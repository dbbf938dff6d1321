//! `MonthGridBuilder` — the cells of one calendar page.
//!
//! A page lists, left to right and top to bottom, the padding days taken
//! from the end of the previous month, every day of the requested month,
//! and the padding days taken from the start of the next month.  How many
//! padding days appear is read from the month's [`MonthLength`] entry.
//!
//! Two boundary behaviours are kept on purpose, because callers key their
//! selection state on the ids produced here:
//!
//! * the month before Baisakh is Chaitra of the *same* year;
//! * padding after Chaitra is tagged with month 12, which names no month.

use crate::date::{date_id, CalendarDay};
use crate::table::{MonthLength, MONTHS_IN_YEAR};
use crate::year_index::YearIndex;
use bs_core::{to_localized_digits, Language};

/// Builds month grids from a [`YearIndex`].
#[derive(Debug, Clone, Copy)]
pub struct MonthGridBuilder<'a> {
    index: &'a YearIndex,
}

impl<'a> MonthGridBuilder<'a> {
    /// Create a builder over `index`.
    pub fn new(index: &'a YearIndex) -> Self {
        Self { index }
    }

    /// Cells for 0-based `month` of `year`, labelled in `lang`.
    ///
    /// Returns an empty grid when the year or month is not in the index.
    pub fn build(&self, year: u16, month: u8, lang: Language) -> Vec<CalendarDay> {
        let prev_month = if month == 0 {
            MONTHS_IN_YEAR as u8 - 1
        } else {
            month - 1
        };

        let (Some(prev), Some(current)) = (
            self.index.month_entry(year, prev_month),
            self.index.month_entry(year, month),
        ) else {
            return Vec::new();
        };

        let cell = |m: u8, day: u8, current_month: bool| CalendarDay {
            id: date_id(year, m, day),
            value: day,
            label: to_localized_digits(day as u32, lang),
            current_month,
        };

        match current {
            MonthLength::Plain(days) => (1..=days).map(|d| cell(month, d, true)).collect(),
            MonthLength::Padded {
                leading,
                days,
                trailing,
            } => {
                let prev_days = prev.days();
                let first_prev = prev_days.saturating_sub(leading) + 1;
                let mut cells =
                    Vec::with_capacity(leading as usize + days as usize + trailing as usize);
                cells.extend((first_prev..=prev_days).map(|d| cell(prev_month, d, false)));
                cells.extend((1..=days).map(|d| cell(month, d, true)));
                cells.extend((1..=trailing).map(|d| cell(month + 1, d, false)));
                cells
            }
        }
    }
}

#[cfg(test)]
mod tests {
    use super::*;
    use crate::table::CalendarTable;

    fn bundled() -> YearIndex {
        YearIndex::build(&CalendarTable::bundled(), 2000, 2089).unwrap()
    }

    /// One year of plain counts with month 4 replaced by `(3, 30, 2)`.
    fn synthetic() -> YearIndex {
        let mut row = [31, 31, 32, 31, 31, 30, 30, 30, 29, 30, 29, 31].map(MonthLength::Plain);
        row[4] = MonthLength::from((3, 31, 2));
        row[5] = MonthLength::from((3, 30, 2));
        let table = CalendarTable::new(2050, vec![row]).unwrap();
        YearIndex::build(&table, 2050, 2050).unwrap()
    }

    #[test]
    fn padded_month_layout() {
        let idx = synthetic();
        let grid = MonthGridBuilder::new(&idx).build(2050, 5, Language::En);
        assert_eq!(grid.len(), 35);

        let values: Vec<u8> = grid[..3].iter().map(|c| c.value).collect();
        assert_eq!(values, [29, 30, 31]);
        assert!(grid[..3].iter().all(|c| !c.current_month));
        assert_eq!(grid[0].id, "2050/4/29");

        let current: Vec<u8> = grid[3..33].iter().map(|c| c.value).collect();
        assert_eq!(current, (1..=30).collect::<Vec<u8>>());
        assert!(grid[3..33].iter().all(|c| c.current_month));
        assert_eq!(grid[3].id, "2050/5/1");

        assert_eq!(grid[33].id, "2050/6/1");
        assert_eq!(grid[34].id, "2050/6/2");
        assert!(grid[33..].iter().all(|c| !c.current_month));
    }

    #[test]
    fn plain_month_has_no_padding() {
        let idx = synthetic();
        let grid = MonthGridBuilder::new(&idx).build(2050, 0, Language::Ne);
        assert_eq!(grid.len(), 31);
        assert!(grid.iter().all(|c| c.current_month));
        assert_eq!(grid[0].id, "2050/0/1");
        assert_eq!(grid[30].label, "३१");
    }

    #[test]
    fn baisakh_borrows_chaitra_of_same_year() {
        let idx = bundled();
        let grid = MonthGridBuilder::new(&idx).build(2081, 0, Language::En);
        // 1 Baisakh 2081 is a Saturday: six days of Chaitra come first.
        assert_eq!(grid.len(), 42);
        assert_eq!(grid[0].id, "2081/11/25");
        assert_eq!(grid[5].id, "2081/11/30");
        assert_eq!(grid[6].id, "2081/0/1");
    }

    #[test]
    fn chaitra_padding_names_month_twelve() {
        let idx = bundled();
        let grid = MonthGridBuilder::new(&idx).build(2081, 11, Language::En);
        let last = grid.last().unwrap();
        assert!(!last.current_month);
        assert!(last.id.starts_with("2081/12/"));
    }

    #[test]
    fn unknown_year_or_month_is_empty() {
        let idx = bundled();
        let builder = MonthGridBuilder::new(&idx);
        assert!(builder.build(1999, 0, Language::En).is_empty());
        assert!(builder.build(2090, 0, Language::En).is_empty());
        assert!(builder.build(2081, 12, Language::En).is_empty());
    }

    #[test]
    fn bundled_grids_are_whole_weeks() {
        let idx = bundled();
        let builder = MonthGridBuilder::new(&idx);
        for y in idx.iter() {
            for m in 0..12 {
                let grid = builder.build(y.value(), m, Language::En);
                assert_eq!(grid.len() % 7, 0, "{}/{m}", y.value());
            }
        }
    }
}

********

- **Your instructions**
Lines holding "YearIndex" in the material above are to be reported.

- **Problem solution**
use crate::year_index::YearIndex;
/// Builds month grids from a [`YearIndex`].
    index: &'a YearIndex,
    pub fn new(index: &'a YearIndex) -> Self {
    fn bundled() -> YearIndex {
        YearIndex::build(&CalendarTable::bundled(), 2000, 2089).unwrap()
    fn synthetic() -> YearIndex {
        YearIndex::build(&table, 2050, 2050).unwrap()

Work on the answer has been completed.